En 2008, par la magie du monde de l’Internet, un homme s’intéresse à ce que je fais, lui à Paris, moi à Sherbrooke…  Tout comme moi quelques années plus tôt avec une entreprise américaine, Samuel découvrait qu’il n’était pas seul au monde à admirer et aimer le design des appareils d’autrefois…Depuis quelques temps, ce nouveau passionné du frigo, achète un après l’autre des trésors ici et là aux alentours et dans Paris où il vit depuis toujours. De 2008 à 2015, Samuel aura traversé l’océan 5 ou 6 fois pour des stages de 3 à 7 semaines avec moi ! Frigo Collection à Paris prends forme de plus en plus depuis 2015…

 

Été 2010, plus de 100 de mes appareils  sont dans 2 granges chez des amis qui vendent leur ferme près de Richmond.  Je dois donc relocaliser cet inventaire et en profiter pour améliorer les conditions d’entreposage qui ne sont pas idéales à long terme.  J’ai donc loué un local-entrepôt où il est à présent facile d’y recevoir des clients pour voir près de 100 appareils sous le même toit. Je continue mes restaurations dans mon atelier à la maison. Je peux dorénavant amener mes clients à ce local pour présenter mes appareils prêts à vendre et une bonne partie de mon inventaire à restaurer qui était beaucoup moins accessible avant.

 

Les ventes et les contrats de restaurations augmentent d’année en année et la logistique du garage 12 pieds par 27 pieds pour restaurer  plus de 2-3 appareils à la fois n’est plus possible ! Antique Electro doit changer de forme pour améliorer son efficacité.

 

Depuis l’été 2015, c’est à partir du 27 De La Glacière à Sherbrooke que les restaurations d’Antique Electro se font ! Ce nouvel atelier, bien situé et surtout plus grand donne un nouvel envol à mon entreprise que je considérais jusque là d’artisanale. C’est avec l’aide de mes fils et de mon père que j’ai aménagé ce nouveau local durant l’été. Le nombre de restaurations à faire grandissant et les dépenses plus élevées me font prendre conscience que je dois avoir de l’aide pour sortir plus rapidement le travail à faire. Mon père m’a donné beaucoup de son temps depuis 2013 pour m’aider quelques heures par semaine, parfois même quelques jours ! Je me dis donc qu’un 2 iè gars pourrait avoir suffisamment de travail avec moi ! Mais qui ? C’est donc après quelques bières avec mon jeune frère Jonathan, technicien lui aussi pour Le Réparateur, que « Le gars » était trouvé ! Les derniers mois 2015 à 2 jours semaine m’ont convaincu que c’est lui « la relève d’Antique Electro ». Il a donc lui aussi abandonné son emploie pour Le Réparateur et est depuis 2016 pratiquement à temps plein avec moi. Amenez-en des projets !

 

Je travaille maintenant à structurer, organiser et renforcer l’entreprise pour améliorer mes délais, assurer un roulement de restaurations et de ventes dans un seul but : faire de plus en plus de clients heureux et satisfaits pour ainsi  assurer l’avenir d’Antique Electro 2.0…

 

 

Merci à tous mes proches et à tous mes clients qui croient en moi et qui m'encouragent à continuer!

 

François Dubuc

 





Depuis quand les gens peuvent-ils cuirent leurs aliments grâce à l'électricité? Je ne m'étais jamais vraiment posé la question avant de connaître Antique Appliances aux Etats-Unis. Cette entreprise de vente et de restauration de vieux appareils m'a appris qu'il y avait des cuisinières électriques dès le début des années 1920... Y en avait-il avant ?

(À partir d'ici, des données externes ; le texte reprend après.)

//! Fleet-wide racing line

use std::collections::BTreeMap;

use serde::{Deserialize, Serialize};
use tracing::{debug, info};

use super::bin_index;
use crate::config::RacingLineConfig;
use crate::error::{PipelineError, Result};
use crate::filters::{gaussian_filter1d, mean, median, variance, BoundaryMode};
use crate::trajectory::Trajectory;

/// Filter counters for diagnostics
#[derive(Debug, Clone, Default, PartialEq, Serialize, Deserialize)]
pub struct RacingLineStats {
    /// Vehicles contributing samples
    pub vehicles_used: usize,
    /// Samples above the speed floor
    pub samples_moving: usize,
    /// Samples dropped by the bucket deviation filter
    pub dropped_outliers: usize,
    /// Samples dropped as pit-lane windows
    pub dropped_pit: usize,
    /// Output bins without data, filled by interpolation
    pub empty_bins: usize,
    /// Output bins invalidated by the jump filter
    pub jump_bins: usize,
}

/// Closed racing line shared by all vehicles
#[derive(Debug, Clone, PartialEq)]
pub struct GlobalRacingLine {
    /// Ordered points around the lap
    pub points: Vec<[f64; 2]>,
    /// Distance between the last and first point
    pub loop_closure_m: f64,
    /// Filter counters
    pub stats: RacingLineStats,
}

#[derive(Debug, Clone, Copy)]
struct LineSample {
    x: f64,
    y: f64,
    s: f64,
    speed: f64,
}

fn drop_bucket_outliers(samples: Vec<LineSample>, config: &RacingLineConfig) -> Vec<LineSample> {
    let mut buckets: BTreeMap<usize, Vec<usize>> = BTreeMap::new();
    for (i, s) in samples.iter().enumerate() {
        buckets.entry(bin_index(s.s, config.coarse_bins)).or_default().push(i);
    }
    let mut keep = vec![true; samples.len()];
    for members in buckets.values().filter(|m| m.len() >= 3) {
        let xs: Vec<f64> = members.iter().map(|&i| samples[i].x).collect();
        let ys: Vec<f64> = members.iter().map(|&i| samples[i].y).collect();
        let (mx, my) = (median(&xs), median(&ys));
        for &i in members {
            if (samples[i].x - mx).hypot(samples[i].y - my) > config.max_deviation {
                keep[i] = false;
            }
        }
    }
    samples
        .into_iter()
        .zip(keep)
        .filter_map(|(s, k)| k.then_some(s))
        .collect()
}

fn drop_pit_windows(samples: Vec<LineSample>, config: &RacingLineConfig) -> Vec<LineSample> {
    let mut windows: BTreeMap<usize, Vec<usize>> = BTreeMap::new();
    for (i, s) in samples.iter().enumerate() {
        windows.entry(bin_index(s.s, config.pit_windows)).or_default().push(i);
    }
    let mut pit = vec![false; samples.len()];
    for (w, members) in windows.iter().filter(|(_, m)| m.len() >= 10) {
        let xs: Vec<f64> = members.iter().map(|&i| samples[i].x).collect();
        let ys: Vec<f64> = members.iter().map(|&i| samples[i].y).collect();
        let speeds: Vec<f64> = members.iter().map(|&i| samples[i].speed).collect();
        let spread = (variance(&xs) + variance(&ys)).sqrt();
        if mean(&speeds) < config.pit_window_speed && spread > config.pit_window_spread {
            debug!("Racing line window {} looks like pit lane (spread {:.1} m)", w, spread);
            for &i in members {
                pit[i] = true;
            }
        }
    }
    samples
        .into_iter()
        .zip(pit)
        .filter_map(|(s, p)| (!p).then_some(s))
        .collect()
}

/// Fill invalid entries by linear interpolation between the nearest valid entries
/// around the closed loop
fn fill_periodic(values: &mut [Option<[f64; 2]>]) {
    let n = values.len();
    let valid: Vec<usize> = (0..n).filter(|&i| values[i].is_some()).collect();
    if valid.is_empty() || valid.len() == n {
        return;
    }
    let snapshot: Vec<Option<[f64; 2]>> = values.to_vec();
    for (k, &a) in valid.iter().enumerate() {
        let b = valid[(k + 1) % valid.len()];
        let gap = (b + n - a) % n;
        let gap = if gap == 0 { n } else { gap };
        let (Some(pa), Some(pb)) = (snapshot[a], snapshot[b]) else {
            continue;
        };
        for step in 1..gap {
            let t = step as f64 / gap as f64;
            values[(a + step) % n] = Some([
                pa[0] + (pb[0] - pa[0]) * t,
                pa[1] + (pb[1] - pa[1]) * t,
            ]);
        }
    }
}

/// Build the global racing line from all trajectories.
///
/// Each vehicle's lapdist is normalized to [0, 1] on its own range. Samples are
/// filtered by speed, by distance from their coarse bucket median and by pit-lane
/// windows, then binned, median-reduced, de-jumped, gap-filled and smoothed around
/// the loop.
pub fn build_global_line(
    trajectories: &[&Trajectory],
    config: &RacingLineConfig,
) -> Result<GlobalRacingLine> {
    let mut stats = RacingLineStats::default();
    let mut samples = Vec::new();
    for traj in trajectories {
        let (lo, hi) = traj.rows.iter().fold((f64::INFINITY, f64::NEG_INFINITY), |(lo, hi), r| {
            (lo.min(r.lapdist), hi.max(r.lapdist))
        });
        let range = hi - lo;
        if !(range >= config.min_lapdist_range) {
            debug!("Vehicle {}: lapdist range {:.1} too small for racing line", traj.vehicle_id, range);
            continue;
        }
        stats.vehicles_used += 1;
        samples.extend(traj.rows.iter().filter(|r| r.speed >= config.min_speed).map(|r| {
            LineSample {
                x: r.x,
                y: r.y,
                s: (r.lapdist - lo) / range,
                speed: r.speed,
            }
        }));
    }
    stats.samples_moving = samples.len();
    if samples.is_empty() {
        return Err(PipelineError::EmptyRacingLine(
            "no samples above minimum speed".to_string(),
        ));
    }

    let samples = drop_bucket_outliers(samples, config);
    stats.dropped_outliers = stats.samples_moving - samples.len();
    let before_pit = samples.len();
    let samples = drop_pit_windows(samples, config);
    stats.dropped_pit = before_pit - samples.len();
    if samples.is_empty() {
        return Err(PipelineError::EmptyRacingLine(
            "all samples removed by filters".to_string(),
        ));
    }

    let n = config.n_points.max(2);
    let mut bins: Vec<(Vec<f64>, Vec<f64>)> = vec![(Vec::new(), Vec::new()); n];
    for s in &samples {
        let b = bin_index(s.s, n);
        bins[b].0.push(s.x);
        bins[b].1.push(s.y);
    }
    let mut line: Vec<Option<[f64; 2]>> = bins
        .iter()
        .map(|(xs, ys)| (!xs.is_empty()).then(|| [median(xs), median(ys)]))
        .collect();
    stats.empty_bins = line.iter().filter(|p| p.is_none()).count();

    let edges: Vec<Option<f64>> = (0..n)
        .map(|i| match (line[i], line[(i + 1) % n]) {
            (Some(a), Some(b)) => Some((b[0] - a[0]).hypot(b[1] - a[1])),
            _ => None,
        })
        .collect();
    let too_long = |e: Option<f64>| e.is_some_and(|d| d > config.max_jump);
    let jumps: Vec<usize> = (0..n)
        .filter(|&i| line[i].is_some() && (too_long(edges[(i + n - 1) % n]) || too_long(edges[i])))
        .collect();
    stats.jump_bins = jumps.len();
    for i in jumps {
        line[i] = None;
    }
    if line.iter().all(Option::is_none) {
        return Err(PipelineError::EmptyRacingLine("no valid bins".to_string()));
    }

    fill_periodic(&mut line);
    let xs: Vec<f64> = line.iter().map(|p| p.map_or(0.0, |p| p[0])).collect();
    let ys: Vec<f64> = line.iter().map(|p| p.map_or(0.0, |p| p[1])).collect();
    let xs = gaussian_filter1d(&xs, config.smooth_sigma, BoundaryMode::Wrap);
    let ys = gaussian_filter1d(&ys, config.smooth_sigma, BoundaryMode::Wrap);
    let points: Vec<[f64; 2]> = xs.iter().zip(&ys).map(|(&x, &y)| [x, y]).collect();

    let loop_closure_m = (points[n - 1][0] - points[0][0]).hypot(points[n - 1][1] - points[0][1]);
    info!(
        "Global racing line: {} points from {} vehicles, loop closure {:.2} m",
        n, stats.vehicles_used, loop_closure_m
    );
    Ok(GlobalRacingLine {
        points,
        loop_closure_m,
        stats,
    })
}

#[cfg(test)]
mod tests {
    use super::*;

    #[test]
    fn test_fill_periodic_wraps() {
        let mut v = vec![None, Some([0.0, 0.0]), None, None, Some([3.0, 3.0]), None];
        fill_periodic(&mut v);
        let v: Vec<[f64; 2]> = v.into_iter().map(|p| p.unwrap()).collect();
        assert_eq!(v[2], [1.0, 1.0]);
        assert_eq!(v[3], [2.0, 2.0]);
        // 4 -> 1 across the seam: 5, 0
        assert_eq!(v[5], [2.0, 2.0]);
        assert_eq!(v[0], [1.0, 1.0]);
    }

    #[test]
    fn test_fill_single_valid() {
        let mut v = vec![None, Some([5.0, 1.0]), None];
        fill_periodic(&mut v);
        assert!(v.iter().all(|p| *p == Some([5.0, 1.0])));
    }

    #[test]
    fn test_bucket_outlier_dropped() {
        let config = RacingLineConfig::default();
        let mut samples: Vec<LineSample> = (0..5)
            .map(|i| LineSample { x: i as f64, y: 0.0, s: 0.001, speed: 30.0 })
            .collect();
        samples.push(LineSample { x: 100.0, y: 0.0, s: 0.002, speed: 30.0 });
        let kept = drop_bucket_outliers(samples, &config);
        assert_eq!(kept.len(), 5);
    }

    #[test]
    fn test_pit_window_dropped() {
        let config = RacingLineConfig::default();
        let samples: Vec<LineSample> = (0..20)
            .map(|i| LineSample {
                x: if i % 2 == 0 { 0.0 } else { 100.0 },
                y: 0.0,
                s: 0.5,
                speed: 5.0,
            })
            .collect();
        assert!(drop_pit_windows(samples, &config).is_empty());
    }

    #[test]
    fn test_no_moving_samples_is_error() {
        let traj = Trajectory::new("car", 10, Vec::new());
        let err = build_global_line(&[&traj], &RacingLineConfig::default()).unwrap_err();
        assert!(matches!(err, PipelineError::EmptyRacingLine(_)));
    }
}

Mes recherches m'ont amené à me poser une autre question: depuis quand y a t-il de l'électricité dans ma ville? J'ai trouvé cette réponse sur le site d'Hydro- Sherbrooke : le 24 juin 1880, les sherbrookois voient pour la première fois l'éclairage électrique. Le cirque Forepaugh en fait la démonstration lors d'une représentation. Sherbrooke compte alors 8000 habitants. En avril 1888, plusieurs hôtels, magasins et bureaux de la rue Wellington sont enfin alimentés en électricité. La Royal Electric Co. Compte alors une cinquantaine de clients. La construction de centrales hydroélectrique, comme à Sherbrooke, devient de plus en plus répandue dans les grandes villes et ce à travers le monde.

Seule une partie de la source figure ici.